YOUR OBJECTIVE
Your answer should reproduce the full set of records exactly as given.

PROVIDED ENTRIES
################

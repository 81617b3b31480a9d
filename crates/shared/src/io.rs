use anyhow::{Context, Result};
use chrono::{DateTime, Utc};
use std::fs;
use std::path::{Path, PathBuf};

use crate::models::DigestData;
use crate::output::OutputFormat;

/// Create the output directory if needed and return its path.
pub fn ensure_output_dir(path: &str) -> Result<PathBuf> {
    let dir = PathBuf::from(path);
    fs::create_dir_all(&dir)
        .with_context(|| format!("Failed to create output directory: {}", dir.display()))?;
    Ok(dir)
}

pub fn digest_filename(format: OutputFormat, date: DateTime<Utc>) -> String {
    format!("digest-{}.{}", date.format("%Y-%m-%d"), format.extension())
}

/// Write the rendered digest next to its JSON sidecar.
pub fn save_digest(
    dir: &Path,
    format: OutputFormat,
    date: DateTime<Utc>,
    content: &str,
) -> Result<PathBuf> {
    let filepath = dir.join(digest_filename(format, date));
    fs::write(&filepath, content)
        .with_context(|| format!("Failed to write digest: {}", filepath.display()))?;
    Ok(filepath)
}

/// Save the machine-readable record of a digest run.
pub fn save_digest_data(dir: &Path, date: DateTime<Utc>, data: &DigestData) -> Result<PathBuf> {
    let filepath = dir.join(format!("digest-{}.json", date.format("%Y-%m-%d")));

    let json = serde_json::to_string_pretty(data).context("Failed to serialize digest data")?;
    fs::write(&filepath, json)
        .with_context(|| format!("Failed to write digest data: {}", filepath.display()))?;

    Ok(filepath)
}

pub fn load_digest_data(filepath: &Path) -> Result<DigestData> {
    if !filepath.exists() {
        anyhow::bail!("Digest data file not found: {}", filepath.display());
    }

    let content = fs::read_to_string(filepath)
        .with_context(|| format!("Failed to read digest data: {}", filepath.display()))?;

    let data: DigestData = serde_json::from_str(&content).with_context(|| {
        format!(
            "Failed to parse digest JSON from {}. The file may be corrupted.",
            filepath.display()
        )
    })?;

    if data.version != "1.0" {
        anyhow::bail!(
            "Unsupported digest data version: {}. Expected 1.0.",
            data.version
        );
    }

    Ok(data)
}

#[cfg(test)]
mod tests {
    use super::*;
    use crate::models::{Article, Summary};

    fn temp_dir(name: &str) -> PathBuf {
        let dir = std::env::temp_dir().join(format!("eng-digest-test-{}-{}", name, std::process::id()));
        fs::create_dir_all(&dir).unwrap();
        dir
    }

    #[test]
    fn test_digest_filename_is_dated() {
        let date = "2026-08-07T10:00:00Z".parse::<DateTime<Utc>>().unwrap();
        assert_eq!(
            digest_filename(OutputFormat::Markdown, date),
            "digest-2026-08-07.md"
        );
        assert_eq!(
            digest_filename(OutputFormat::Rss, date),
            "digest-2026-08-07.xml"
        );
    }

    #[test]
    fn test_digest_data_round_trip() {
        let dir = temp_dir("round-trip");
        let article = Article::new(
            "A Post",
            "https://example.com/a-post",
            Utc::now(),
            "Body",
            "Example Blog",
        );
        let data = DigestData::new(vec![Summary::for_article(&article, "Summary.", vec![])]);

        let path = save_digest_data(&dir, Utc::now(), &data).unwrap();
        let loaded = load_digest_data(&path).unwrap();

        assert_eq!(loaded.version, "1.0");
        assert_eq!(loaded.summaries.len(), 1);
        assert_eq!(loaded.summaries[0].title, "A Post");

        fs::remove_dir_all(dir).ok();
    }

    #[test]
    fn test_load_missing_file_errors() {
        let missing = std::env::temp_dir().join("eng-digest-definitely-missing.json");
        assert!(load_digest_data(&missing).is_err());
    }
}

################

RESPONSE FOR THIS EXERCISE
repository 81617b3b31480a9d
filename crates/shared/src/io.rs
use anyhow::{Context, Result};
use chrono::{DateTime, Utc};
use std::fs;
use std::path::{Path, PathBuf};

use crate::models::DigestData;
use crate::output::OutputFormat;

/// Create the output directory if needed and return its path.
pub fn ensure_output_dir(path: &str) -> Result<PathBuf> {
    let dir = PathBuf::from(path);
    fs::create_dir_all(&dir)
        .with_context(|| format!("Failed to create output directory: {}", dir.display()))?;
    Ok(dir)
}

pub fn digest_filename(format: OutputFormat, date: DateTime<Utc>) -> String {
    format!("digest-{}.{}", date.format("%Y-%m-%d"), format.extension())
}

/// Write the rendered digest next to its JSON sidecar.
pub fn save_digest(
    dir: &Path,
    format: OutputFormat,
    date: DateTime<Utc>,
    content: &str,
) -> Result<PathBuf> {
    let filepath = dir.join(digest_filename(format, date));
    fs::write(&filepath, content)
        .with_context(|| format!("Failed to write digest: {}", filepath.display()))?;
    Ok(filepath)
}

/// Save the machine-readable record of a digest run.
pub fn save_digest_data(dir: &Path, date: DateTime<Utc>, data: &DigestData) -> Result<PathBuf> {
    let filepath = dir.join(format!("digest-{}.json", date.format("%Y-%m-%d")));

    let json = serde_json::to_string_pretty(data).context("Failed to serialize digest data")?;
    fs::write(&filepath, json)
        .with_context(|| format!("Failed to write digest data: {}", filepath.display()))?;

    Ok(filepath)
}

pub fn load_digest_data(filepath: &Path) -> Result<DigestData> {
    if !filepath.exists() {
        anyhow::bail!("Digest data file not found: {}", filepath.display());
    }

    let content = fs::read_to_string(filepath)
        .with_context(|| format!("Failed to read digest data: {}", filepath.display()))?;

    let data: DigestData = serde_json::from_str(&content).with_context(|| {
        format!(
            "Failed to parse digest JSON from {}. The file may be corrupted.",
            filepath.display()
        )
    })?;

    if data.version != "1.0" {
        anyhow::bail!(
            "Unsupported digest data version: {}. Expected 1.0.",
            data.version
        );
    }

    Ok(data)
}

#[cfg(test)]
mod tests {
    use super::*;
    use crate::models::{Article, Summary};

    fn temp_dir(name: &str) -> PathBuf {
        let dir = std::env::temp_dir().join(format!("eng-digest-test-{}-{}", name, std::process::id()));
        fs::create_dir_all(&dir).unwrap();
        dir
    }

    #[test]
    fn test_digest_filename_is_dated() {
        let date = "2026-08-07T10:00:00Z".parse::<DateTime<Utc>>().unwrap();
        assert_eq!(
            digest_filename(OutputFormat::Markdown, date),
            "digest-2026-08-07.md"
        );
        assert_eq!(
            digest_filename(OutputFormat::Rss, date),
            "digest-2026-08-07.xml"
        );
    }

    #[test]
    fn test_digest_data_round_trip() {
        let dir = temp_dir("round-trip");
        let article = Article::new(
            "A Post",
            "https://example.com/a-post",
            Utc::now(),
            "Body",
            "Example Blog",
        );
        let data = DigestData::new(vec![Summary::for_article(&article, "Summary.", vec![])]);

        let path = save_digest_data(&dir, Utc::now(), &data).unwrap();
        let loaded = load_digest_data(&path).unwrap();

        assert_eq!(loaded.version, "1.0");
        assert_eq!(loaded.summaries.len(), 1);
        assert_eq!(loaded.summaries[0].title, "A Post");

        fs::remove_dir_all(dir).ok();
    }

    #[test]
    fn test_load_missing_file_errors() {
        let missing = std::env::temp_dir().join("eng-digest-definitely-missing.json");
        assert!(load_digest_data(&missing).is_err());
    }
}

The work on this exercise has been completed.